(EXTRACTED ENTRIES)

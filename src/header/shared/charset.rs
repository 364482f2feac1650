use std::fmt;
use std::str;

use crate::error::Error;

/// A character set name as used in the `Accept-Charset` header.
///
/// Charset names are case-insensitive; they are stored lowercase so that
/// `UTF-8` and `utf-8` compare equal. The special value `*` is kept as is.
#[derive(Clone, Debug, Eq, Hash, PartialEq)]
pub struct Charset(String);

pub(crate) const ISO_8859_1: &str = "iso-8859-1";

impl Charset {
    /// `ISO-8859-1`, the implicit default of RFC 2616.
    pub fn iso_8859_1() -> Charset {
        Charset(ISO_8859_1.to_owned())
    }

    /// Whether this is the `*` wildcard.
    pub fn is_star(&self) -> bool {
        self.0 == "*"
    }

    /// The lowercase name.
    pub fn as_str(&self) -> &str {
        &self.0
    }

    pub(crate) fn from_token(s: &str) -> Charset {
        Charset(s.trim().to_ascii_lowercase())
    }
}

impl fmt::Display for Charset {
    fn fmt(&self, f: &mut fmt::Formatter<'_>) -> fmt::Result {
        f.write_str(&self.0)
    }
}

impl str::FromStr for Charset {
    type Err = Error;

    fn from_str(s: &str) -> Result<Charset, Error> {
        Ok(Charset::from_token(s))
    }
}

impl PartialEq<str> for Charset {
    fn eq(&self, other: &str) -> bool {
        self.0.eq_ignore_ascii_case(other)
    }
}
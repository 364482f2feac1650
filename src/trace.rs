// Logging macros. They expand to nothing unless the `tracing` feature is on,
// so parsing a header never touches a subscriber by default.

macro_rules! debug {
    ($($arg:tt)+) => {
        #[cfg(feature = "tracing")]
        {
            tracing::debug!($($arg)+);
        }
    }
}

macro_rules! trace {
    ($($arg:tt)+) => {
        #[cfg(feature = "tracing")]
        {
            tracing::trace!($($arg)+);
        }
    }
}

macro_rules! warn {
    ($($arg:tt)+) => {
        #[cfg(feature = "tracing")]
        {
            tracing::warn!($($arg)+);
        }
    }
}
#![doc(html_root_url = "https://docs.rs/negotiate/0.1.0")]
#![deny(missing_docs)]
#![deny(missing_debug_implementations)]

//! # negotiate
//!
//! negotiate reads the HTTP content negotiation request headers of
//! [RFC 2616 §14](https://tools.ietf.org/html/rfc2616#section-14):
//! `Accept`, `Accept-Charset` and `Accept-Encoding`.
//!
//! Each header is parsed leniently into weighted elements, ranked by
//! quality, then by how specific each element is, then by the order the
//! client wrote them. A server can then ask whether a representation is
//! acceptable, or which of the ones it has the client prefers.
//!
//! ```
//! use negotiate::header::{Accept, AcceptEncoding, Header};
//!
//! let accept = Accept::parse_header(Some("text/*;q=0.3, text/html;q=0.7, */*;q=0.5"));
//! assert_eq!(accept.preferred_type().as_deref(), Some("text/html"));
//! assert_eq!(accept.best_match(&["text/plain", "image/png"]), Some("image/png"));
//!
//! let encoding = AcceptEncoding::parse_header(Some("gzip, *;q=0"));
//! assert!(!encoding.is_accepted("identity"));
//! ```
//!
//! The implicit rules of RFC 2616 are applied: ISO-8859-1 is acceptable
//! unless refused, and so is the `identity` coding. A [`Builder`] tunes the
//! parsing.
//!
//! # Optional Features
//!
//! - `tracing`: emit `tracing` events while parsing and ranking.

#[macro_use]
mod trace;

mod builder;
pub mod error;
pub mod header;

pub use crate::builder::Builder;
pub use crate::error::{Error, Result};
pub use crate::header::{Accept, AcceptCharset, AcceptEncoding, Header};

(End EXTRACTED ENTRIES)

Only one number is expected: the count of lines in the entries holding the string "identity".

--- ANSWER BOX ---
2